Materials and methods
Cloning, expression and purification of Rv2704
The gene encoding Rv2704 was PCR amplified from the genomic DNA of M. tuberculosis H37Rv and cloned between Nhe1 and Xho1 sites of the E. coli expression vector pET22b. After transforming the plasmid into Rosetta BL21( DE3) cells (Novagen, Inc.), the cells were grown in Luria broth in the presence of ampicillin (100 μg/ml) to an OD600nm of 0.5–0.6. The cells were then induced with 0.3 mM IPTG (final concentration). Subsequently, the growth temperature was lowered to 290 K and cells were grown for further 12–18 h before they were spun down and stored at 193 K. Cells were lysed by sonication in a buffer containing 20 mM Tris pH 7.5 and 250 mM NaCl. The cell-free lysate was incubated with Co-NTA beads and washed with 10 bed volumes of lysis buffer in the column. Recombinant Rv2704 was eluted by a gradient of elution buffer (20 mM Tris pH 7.5, 250 mM NaCl and 200 mM Imidazole). The purity of the sample was analyzed by SDS-PAGE. The molecular weight of the recombinant protein was also verified by mass spectrometry on both MALDI-TOF as well as LC-ESI mass spectrometers (Bruker Daltonics, Inc.).
Crystallization
The initial crystallization conditions were obtained using commercial screens from Hampton Research by the hanging drop method. Recombinant Rv2704 could be concentrated to ca 80 mg/ml. Initial crystallization trials with 15 mg/ml protein concentration gave precipitates in more than 80 % of conditions. Subsequently reducing the protein concentration to 3 mg/ml provided initial crystals within 3-4 days of setting up the crystallization trays. Diffraction quality crystals were obtained in a condition containing 15% PEG 8000, 0.1 M Bis-Tris Propane (pH 6.5) and any one of several additives – N-docecyl-N,N-dimethylamine-N-oxide (0.5 % w/v), 1,6 hexane diol (3% v/v), glucose monohydrate (3% w/v) or sodium fluoride (50 mM) using the microbatch method.

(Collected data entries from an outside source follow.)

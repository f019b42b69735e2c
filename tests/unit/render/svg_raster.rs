use super::*;

fn empty_db() -> Arc<usvg::fontdb::Database> {
    Arc::new(usvg::fontdb::Database::new())
}

#[test]
fn rasterizes_and_stretches_to_requested_size() {
    let svg = br#"<svg xmlns="http://www.w3.org/2000/svg" width="2" height="2" viewBox="0 0 2 2">
        <rect x="0" y="0" width="2" height="2" fill="rgb(255,0,0)"/></svg>"#;
    let tree = parse_svg(svg, empty_db()).unwrap();
    let rgba = rasterize_svg_to_premul_rgba8(&tree, 4, 4).unwrap();
    assert_eq!(rgba.len(), 4 * 4 * 4);
    assert!(rgba.chunks_exact(4).all(|px| px == [255, 0, 0, 255]));
}

#[test]
fn invalid_markup_is_an_error() {
    assert!(parse_svg(b"<not-svg", empty_db()).is_err());
}
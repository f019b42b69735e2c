use serde_json::json;

use super::*;

#[test]
fn static_scalar_and_vector() {
    let p: Property<f64> = Property::from_json(&json!({"a": 0, "k": 42})).unwrap();
    assert_eq!(p.sample(0.0), 42.0);
    assert_eq!(p.sample(1000.0), 42.0);

    let v: Property<Vec<f64>> = Property::from_json(&json!({"a": 0, "k": [1, 2, 3]})).unwrap();
    assert_eq!(v.sample(5.0), vec![1.0, 2.0, 3.0]);
}

#[test]
fn linear_keyframes_interpolate_and_clamp() {
    let p: Property<f64> = Property::from_json(&json!({
        "a": 1,
        "k": [
            {"t": 0, "s": [0], "o": {"x": [0], "y": [0]}, "i": {"x": [1], "y": [1]}},
            {"t": 10, "s": [100]}
        ]
    }))
    .unwrap();
    assert_eq!(p.sample(-5.0), 0.0);
    assert!((p.sample(5.0) - 50.0).abs() < 1e-6);
    assert_eq!(p.sample(10.0), 100.0);
    assert_eq!(p.sample(99.0), 100.0);
}

#[test]
fn hold_keyframes_step() {
    let p: Property<f64> = Property::from_json(&json!({
        "a": 1,
        "k": [
            {"t": 0, "s": [1], "h": 1},
            {"t": 10, "s": [3]}
        ]
    }))
    .unwrap();
    assert_eq!(p.sample(9.9), 1.0);
    assert_eq!(p.sample(10.0), 3.0);
}

#[test]
fn legacy_end_values_are_used() {
    let p: Property<Vec<f64>> = Property::from_json(&json!({
        "a": 1,
        "k": [
            {"t": 0, "s": [0, 0], "e": [10, 20]},
            {"t": 10}
        ]
    }))
    .unwrap();
    let mid = p.sample(5.0);
    assert!((mid[0] - 5.0).abs() < 1e-6);
    assert!((mid[1] - 10.0).abs() < 1e-6);
    assert_eq!(p.sample(10.0), vec![10.0, 20.0]);
}

#[test]
fn unsorted_keyframes_are_rejected() {
    let err = Property::<f64>::from_json(&json!({
        "a": 1,
        "k": [{"t": 10, "s": [0]}, {"t": 0, "s": [1]}]
    }))
    .unwrap_err();
    assert!(err.contains("sorted"));
}

#[test]
fn shape_path_parses_tangents() {
    let p: Property<ShapePath> = Property::from_json(&json!({
        "a": 0,
        "k": {"c": true, "v": [[0, 0], [10, 0], [10, 10]], "i": [[0, 0]], "o": []}
    }))
    .unwrap();
    let shape = p.sample(0.0);
    assert!(shape.closed);
    assert_eq!(shape.vertices.len(), 3);
    assert_eq!(shape.in_tangents.len(), 3);
    assert_eq!(shape.out_tangents.len(), 3);
}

Rv2704 crystals were cryo-protected using 15% (v/v) glycerol in mother liquor prior to flash freezing at 100 K. NaI and CsCl derivatives were made adopting the quick soak methods described earlier19,20. Transferring Rv2704 crystals from the crystallization droplet under oil to a solution on a cover slip containing cryo-protectant and derivative salts led to a substantial drop in diffraction quality. To circumvent this problem, the crystallization solution containing two-fold excess of the derivative salt was transferred to the well containing crystals (layered below mineral oil) in 1:1 ratio and gently mixed using a loop. These derivative crystals were soaked for various time points and were tested for diffraction quality and isomorphism. The optimal conditions that gave isomorphous crystals with a reasonable anomalous signal involved soaking Rv2704 crystals in 500 mM NaI for ca 3 min. No anomalous signal was observed for the CsCl soaked crystals.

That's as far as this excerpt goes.